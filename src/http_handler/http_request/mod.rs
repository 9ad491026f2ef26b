pub mod fluent_request;
pub mod request_common;
use crate::http_handler::http_client::BoxError;
use strum_macros::{AsRefStr, Display, EnumIter, EnumString};

/// The standard HTTP request methods.
///
/// `FluentRequest` accepts any method string; this enum only saves callers from
/// spelling the common verbs out by hand.
#[derive(Debug, Display, AsRefStr, EnumString, EnumIter, Clone, Copy, PartialEq, Eq)]
#[strum(serialize_all = "UPPERCASE", ascii_case_insensitive)]
pub enum HTTPRequestMethod {
    Get,
    Head,
    Post,
    Put,
    Patch,
    Delete,
    Options,
    Trace,
    Connect,
}

impl From<HTTPRequestMethod> for String {
    fn from(value: HTTPRequestMethod) -> Self { value.as_ref().to_owned() }
}

impl From<HTTPRequestMethod> for reqwest::Method {
    fn from(value: HTTPRequestMethod) -> Self {
        match value {
            HTTPRequestMethod::Get => reqwest::Method::GET,
            HTTPRequestMethod::Head => reqwest::Method::HEAD,
            HTTPRequestMethod::Post => reqwest::Method::POST,
            HTTPRequestMethod::Put => reqwest::Method::PUT,
            HTTPRequestMethod::Patch => reqwest::Method::PATCH,
            HTTPRequestMethod::Delete => reqwest::Method::DELETE,
            HTTPRequestMethod::Options => reqwest::Method::OPTIONS,
            HTTPRequestMethod::Trace => reqwest::Method::TRACE,
            HTTPRequestMethod::Connect => reqwest::Method::CONNECT,
        }
    }
}

/// Reasons why the configured state of a builder can not be turned into a request.
#[derive(Debug, Display, Clone, PartialEq, Eq)]
pub enum InvalidRequestKind {
    #[strum(to_string = "no request method configured")]
    MissingMethod,
    #[strum(to_string = "`{method}` is not a valid request method")]
    BadMethod { method: String },
    #[strum(to_string = "no url configured")]
    MissingUrl,
    #[strum(to_string = "`{url}` is not a valid url: {reason}")]
    BadUrl { url: String, reason: String },
    #[strum(to_string = "url scheme `{scheme}` is not supported")]
    UnsupportedScheme { scheme: String },
    #[strum(to_string = "`{name}` is not a valid header name")]
    BadHeaderName { name: String },
    #[strum(to_string = "value of header `{name}` is not a valid header value")]
    BadHeaderValue { name: String },
    #[strum(to_string = "streaming body was already sent by a previous run")]
    BodyConsumed,
    #[strum(to_string = "request was rejected before dispatch: {reason}")]
    Rejected { reason: String },
}

/// Errors returned by [`FluentRequest::run`](super::fluent_request::FluentRequest::run).
///
/// `InvalidRequest` is raised before any network I/O happens, `TransportError` means
/// the request was well-formed but the round trip failed. HTTP error statuses are not
/// errors at this level.
#[derive(Debug, Display)]
pub enum RequestError {
    #[strum(to_string = "invalid request: {kind}")]
    InvalidRequest { kind: InvalidRequestKind },
    #[strum(to_string = "transport error: {source}")]
    TransportError { source: BoxError },
}

impl RequestError {
    /// Returns the invalid request kind, if this is an `InvalidRequest`.
    pub fn invalid_kind(&self) -> Option<&InvalidRequestKind> {
        match self {
            RequestError::InvalidRequest { kind } => Some(kind),
            RequestError::TransportError { .. } => None,
        }
    }

    pub fn is_invalid_request(&self) -> bool { self.invalid_kind().is_some() }

    pub fn is_transport_error(&self) -> bool { !self.is_invalid_request() }

    /// True if the transport gave up because a timeout elapsed.
    pub fn is_timeout(&self) -> bool { self.reqwest_source().is_some_and(reqwest::Error::is_timeout) }

    /// True if the transport failed to establish a connection.
    pub fn is_connect(&self) -> bool { self.reqwest_source().is_some_and(reqwest::Error::is_connect) }

    fn reqwest_source(&self) -> Option<&reqwest::Error> {
        match self {
            RequestError::TransportError { source } => source.downcast_ref::<reqwest::Error>(),
            RequestError::InvalidRequest { .. } => None,
        }
    }
}

impl std::error::Error for RequestError {
    fn source(&self) -> Option<&(dyn std::error::Error + 'static)> {
        match self {
            RequestError::InvalidRequest { .. } => None,
            RequestError::TransportError { source } => Some(source.as_ref()),
        }
    }
}

impl From<InvalidRequestKind> for RequestError {
    fn from(kind: InvalidRequestKind) -> Self { RequestError::InvalidRequest { kind } }
}

impl From<BoxError> for RequestError {
    fn from(source: BoxError) -> Self {
        match source.downcast::<reqwest::Error>() {
            Ok(err) => RequestError::from(*err),
            Err(source) => RequestError::TransportError { source },
        }
    }
}

impl From<reqwest::Error> for RequestError {
    fn from(value: reqwest::Error) -> Self {
        if value.is_builder() {
            RequestError::InvalidRequest {
                kind: InvalidRequestKind::Rejected { reason: value.to_string() },
            }
        } else {
            RequestError::TransportError { source: Box::new(value) }
        }
    }
}
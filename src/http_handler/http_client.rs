use super::client_config::ClientConfig;
use super::http_request::request_common::RequestError;
use std::sync::Arc;

/// Type-erased error produced by a [`Transport`].
pub type BoxError = Box<dyn std::error::Error + Send + Sync>;

/// Something that can perform a full HTTP round trip for an assembled request.
///
/// The builder only ever talks to this trait, so tests can substitute a fake for the
/// real network. Implementations must tolerate concurrent `execute` calls.
#[async_trait::async_trait]
pub trait Transport: Send + Sync {
    /// Sends `request` and resolves once the response head has been received.
    async fn execute(&self, request: reqwest::Request) -> Result<reqwest::Response, BoxError>;
}

#[async_trait::async_trait]
impl<T: Transport + ?Sized> Transport for Arc<T> {
    async fn execute(&self, request: reqwest::Request) -> Result<reqwest::Response, BoxError> {
        (**self).execute(request).await
    }
}

/// A simple wrapper around `reqwest::Client`, the default transport of a `FluentRequest`.
///
/// Cloning is cheap and clones share the same connection pool.
#[derive(Debug, Clone, Default)]
pub struct HTTPClient {
    /// The underlying `reqwest::Client` used to perform HTTP requests.
    client: reqwest::Client,
}

impl HTTPClient {
    /// Constructs a new `HTTPClient` with reqwest's default settings.
    pub fn new() -> HTTPClient { HTTPClient { client: reqwest::Client::new() } }

    /// Constructs a new `HTTPClient` from the given configuration.
    ///
    /// # Errors
    /// Returns a `TransportError` if the TLS backend or resolver cannot be initialized.
    pub fn with_config(config: &ClientConfig) -> Result<HTTPClient, RequestError> {
        let client = config.apply(reqwest::Client::builder()).build().map_err(|e| {
            RequestError::TransportError { source: Box::new(e) }
        })?;
        Ok(HTTPClient { client })
    }

    /// Wraps an already configured `reqwest::Client`.
    pub fn from_client(client: reqwest::Client) -> HTTPClient { HTTPClient { client } }

    /// Returns a reference to the internal `reqwest::Client`.
    pub fn client(&self) -> &reqwest::Client { &self.client }
}

#[async_trait::async_trait]
impl Transport for HTTPClient {
    async fn execute(&self, request: reqwest::Request) -> Result<reqwest::Response, BoxError> {
        Ok(self.client.execute(request).await?)
    }
}
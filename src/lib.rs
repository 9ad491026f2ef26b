//! A fluent builder for assembling HTTP requests and running them through a transport.
//!
//! ```no_run
//! # async fn demo() -> Result<(), fluent_request::RequestError> {
//! use fluent_request::{FluentRequest, HTTPRequestMethod};
//!
//! let response = FluentRequest::new()
//!     .with_method(HTTPRequestMethod::Post)
//!     .with_url("https://jsonplaceholder.typicode.com/posts")
//!     .with_headers([("Content-Type", ["application/json"])])
//!     .with_body(r#"{"a":1}"#)
//!     .run()
//!     .await?;
//! println!("{}", response.status());
//! # Ok(())
//! # }
//! ```
#![allow(clippy::module_name_repetitions)]

pub mod http_handler;
pub mod logger;

pub use chrono;

pub use http_handler::client_config::ClientConfig;
pub use http_handler::http_client::{BoxError, HTTPClient, Transport};
pub use http_handler::http_request::fluent_request::FluentRequest;
pub use http_handler::http_request::request_common::{
    HTTPRequestMethod, InvalidRequestKind, RequestError,
};
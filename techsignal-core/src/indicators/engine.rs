//! Runs every indicator family over one series.

use super::bollinger::{bollinger_bands, BollingerReading};
use super::levels::{support_resistance, PriceLevels};
use super::macd::{macd, MacdReading};
use super::moving_averages::{moving_averages, MovingAverages};
use super::result::IndicatorResult;
use super::rsi::{relative_strength, RsiReading};
use super::volume::{volume_analysis, VolumeReading};
use crate::domain::PriceSeries;
use serde::{Deserialize, Serialize};
use tracing::debug;

/// Windows and multipliers for the tunable families.
///
/// The moving-average family is fixed at SMA 20/50/200 and EMA 12/26 since
/// its trend rule names those windows.
#[derive(Debug, Clone, PartialEq, Serialize, Deserialize)]
#[serde(default)]
pub struct IndicatorParams {
    pub rsi_period: usize,
    pub macd_fast: usize,
    pub macd_slow: usize,
    pub macd_signal: usize,
    pub bollinger_period: usize,
    pub bollinger_multiplier: f64,
    pub volume_window: usize,
    pub levels_window: usize,
}

impl Default for IndicatorParams {
    fn default() -> Self {
        Self {
            rsi_period: 14,
            macd_fast: 12,
            macd_slow: 26,
            macd_signal: 9,
            bollinger_period: 20,
            bollinger_multiplier: 2.0,
            volume_window: 20,
            levels_window: 30,
        }
    }
}

impl IndicatorParams {
    /// Every window must be at least one bar.
    pub fn validate(&self) -> Result<(), String> {
        let windows = [
            ("rsi_period", self.rsi_period),
            ("macd_fast", self.macd_fast),
            ("macd_slow", self.macd_slow),
            ("macd_signal", self.macd_signal),
            ("bollinger_period", self.bollinger_period),
            ("volume_window", self.volume_window),
            ("levels_window", self.levels_window),
        ];
        for (name, value) in windows {
            if value == 0 {
                return Err(format!("{name} must be >= 1"));
            }
        }
        if !(self.bollinger_multiplier.is_finite() && self.bollinger_multiplier > 0.0) {
            return Err("bollinger_multiplier must be a positive number".into());
        }
        Ok(())
    }
}

/// Latest reading of every family for one series.
#[derive(Debug, Clone, PartialEq, Serialize, Deserialize)]
pub struct IndicatorSet {
    pub moving_averages: MovingAverages,
    pub rsi: RsiReading,
    pub macd: MacdReading,
    pub bollinger: BollingerReading,
    pub volume: VolumeReading,
    pub levels: PriceLevels,
}

impl IndicatorSet {
    pub fn compute(series: &PriceSeries, params: &IndicatorParams) -> Self {
        let moving_averages = moving_averages(series);
        debug!(symbol = series.symbol(), trend = %moving_averages.trend, "moving averages");

        let rsi = relative_strength(series, params.rsi_period);
        debug!(symbol = series.symbol(), value = ?rsi.value, "rsi");

        let macd = macd(
            series,
            params.macd_fast,
            params.macd_slow,
            params.macd_signal,
        );
        debug!(symbol = series.symbol(), crossover = %macd.crossover, "macd");

        let bollinger = bollinger_bands(
            series,
            params.bollinger_period,
            params.bollinger_multiplier,
        );
        debug!(symbol = series.symbol(), percent_b = ?bollinger.percent_b, "bollinger");

        let volume = volume_analysis(series, params.volume_window);
        debug!(symbol = series.symbol(), ratio = ?volume.ratio, "volume");

        let levels = support_resistance(series, params.levels_window);

        Self {
            moving_averages,
            rsi,
            macd,
            bollinger,
            volume,
            levels,
        }
    }

    /// The six family records as tagged results, in report order.
    pub fn results(&self) -> Vec<IndicatorResult> {
        vec![
            IndicatorResult::MovingAverages(self.moving_averages.clone()),
            IndicatorResult::Rsi(self.rsi.clone()),
            IndicatorResult::Macd(self.macd.clone()),
            IndicatorResult::Bollinger(self.bollinger.clone()),
            IndicatorResult::Volume(self.volume.clone()),
            IndicatorResult::Levels(self.levels.clone()),
        ]
    }
}

#[cfg(test)]
mod tests {
    use super::*;
    use crate::indicators::make_series;

    #[test]
    fn default_params_are_valid() {
        assert!(IndicatorParams::default().validate().is_ok());
    }

    #[test]
    fn zero_window_is_rejected() {
        let params = IndicatorParams {
            rsi_period: 0,
            ..IndicatorParams::default()
        };
        let err = params.validate().unwrap_err();
        assert!(err.contains("rsi_period"));
    }

    #[test]
    fn bad_multiplier_is_rejected() {
        let params = IndicatorParams {
            bollinger_multiplier: f64::NAN,
            ..IndicatorParams::default()
        };
        assert!(params.validate().is_err());
    }

    #[test]
    fn results_cover_every_family() {
        let set = IndicatorSet::compute(&make_series(&[100.0; 30]), &IndicatorParams::default());
        let families: Vec<&str> = set.results().iter().map(|r| r.family()).collect();
        assert_eq!(
            families,
            ["moving_averages", "rsi", "macd", "bollinger", "volume", "levels"]
        );
    }
}
//! Market data providers.
//!
//! Every provider hands back a canonical `PriceSeries` for a symbol and a
//! lookback bucket. Network access is confined to `YahooProvider`.

pub mod circuit_breaker;
pub mod csv_import;
pub mod provider;
pub mod synthetic;
pub mod yahoo;

pub use circuit_breaker::CircuitBreaker;
pub use csv_import::CsvProvider;
pub use provider::{DataError, DataSource, LookbackPeriod, MarketDataProvider};
pub use synthetic::SyntheticProvider;
pub use yahoo::{YahooProvider, YahooSettings};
==========
WORK INSTRUCTION: Restate word for word the lines in the material above from the one with "pub fn compute(series: &PriceSeries, params: &IndicatorParams)" to the one with "in report order."; both of those lines count, and nothing else does.

EXERCISE RESULT:
    pub fn compute(series: &PriceSeries, params: &IndicatorParams) -> Self {
        let moving_averages = moving_averages(series);
        debug!(symbol = series.symbol(), trend = %moving_averages.trend, "moving averages");

        let rsi = relative_strength(series, params.rsi_period);
        debug!(symbol = series.symbol(), value = ?rsi.value, "rsi");

        let macd = macd(
            series,
            params.macd_fast,
            params.macd_slow,
            params.macd_signal,
        );
        debug!(symbol = series.symbol(), crossover = %macd.crossover, "macd");

        let bollinger = bollinger_bands(
            series,
            params.bollinger_period,
            params.bollinger_multiplier,
        );
        debug!(symbol = series.symbol(), percent_b = ?bollinger.percent_b, "bollinger");

        let volume = volume_analysis(series, params.volume_window);
        debug!(symbol = series.symbol(), ratio = ?volume.ratio, "volume");

        let levels = support_resistance(series, params.levels_window);

        Self {
            moving_averages,
            rsi,
            macd,
            bollinger,
            volume,
            levels,
        }
    }

    /// The six family records as tagged results, in report order.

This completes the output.